Creamy, simple, curry Pumpkin Soup is the perfect fall soup! Easy to make with no special pantry ingredients. #pumpkinsoup #thefreshcooky #curry #soup

Creamy Pumpkin Curry Soup

  • Author: Kathleen | The Fresh Cooky
  • Prep Time: 10 mins
  • Cook Time: 15 mins
  • Total Time: 25 mins
  • Yield: 12 servings 1x
  • Category: Soup
  • Cuisine: Autumn Soups


A creamy soup, filled with mushrooms, broth, pumpkin and spices; bursting with autumn flavors to warm you on a chilly fall day. Easily adapted to be gluten free!



  • ½ lb. fresh mushrooms, cleaned and sliced
  • 1 cup onion, chopped
  • 4 tablespoons butter
  • 4 tablespoons all-purpose flour or substitute with Gluten Free All-Purpose Flour
  • 1 teaspoon curry powder (more if desired)
  • 6 cups vegetable broth (or chicken broth)
  • 1 28-oz can pumpkin pie filling
  • 2 12-oz cans evaporated milk
  • 1 teaspoon salt
  • ½ teaspoon pepper
  • ¼ cup pumpkin seeds, toasted and salted (Optional)
  • Garnish with creme fraiche, sour cream or plain greek yogurt (Optional)

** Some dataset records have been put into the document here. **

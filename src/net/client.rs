use async_trait::async_trait;
use color_eyre::{eyre::eyre, Result};
use std::time::Duration;

use super::error::FetchError;
use super::types::{Request, Response};

/// Something that can put a request on the wire.
#[async_trait]
pub trait Network: Send + Sync {
  async fn fetch(&self, request: &Request) -> std::result::Result<Response, FetchError>;
}

/// `reqwest`-backed network.
#[derive(Clone)]
pub struct HttpNetwork {
  client: reqwest::Client,
}

impl HttpNetwork {
  pub fn new(timeout: Duration) -> Result<Self> {
    let client = reqwest::Client::builder()
      .timeout(timeout)
      .build()
      .map_err(|e| eyre!("Failed to create HTTP client: {}", e))?;

    Ok(Self { client })
  }
}

#[async_trait]
impl Network for HttpNetwork {
  async fn fetch(&self, request: &Request) -> std::result::Result<Response, FetchError> {
    let response = self
      .client
      .request(request.method.clone(), request.url.clone())
      .send()
      .await?;

    let status = response.status().as_u16();
    let url = response.url().clone();
    let headers = response
      .headers()
      .iter()
      .filter_map(|(name, value)| {
        value
          .to_str()
          .ok()
          .map(|v| (name.as_str().to_string(), v.to_string()))
      })
      .collect();
    let body = response.bytes().await?.to_vec();

    Ok(Response {
      status,
      headers,
      body,
      url,
    })
  }
}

  1. In a large stockpot, melt the butter over high heat. Add chopped onions, sliced mushrooms and sauté, stirring frequently until tender and soft, about 5 minutes.
  2. Mix together flour and curry powder and stir into onion & mushrooms mixture until well blended.
  3. Reduce heat to medium and gradually pour in vegetable broth, stirring to blend.
  4. Bring mixture to boil, then stir for 2 minutes or until mixture is thickened.
  5. Add the pumpkin pie mix, evaporated milk, salt and pepper, stir to blend.
  6. Bring up to just about a simmer.
  7. Ladle into bowls and garnish with a little swirl of greek yogurt or sour cream and top with toasted pumpkin seeds.


  1. Heat a heavy pan on medium-high heat, toss in about ¼ – ½ cup of raw pumpkin seeds.
  2. Swirl pan around, tossing the seeds to and fro.
  3. The heat will release the oils and the seeds will start to snap, pop and crackle, not necessarily in that order.
  4. Keep swirling and toss the seeds in the pan so they don’t burn.
  5. Once they start popping, throw in a couple pinches of sea salt and toss some more.
  6. Remove and cool slightly before serving, use as garnish on top of soup, about a tablespoon per bowl.
  7. Throw them in hot and hear them sizzle!
  8. Cooled, these are wonderful as a snack or in your favorite salad.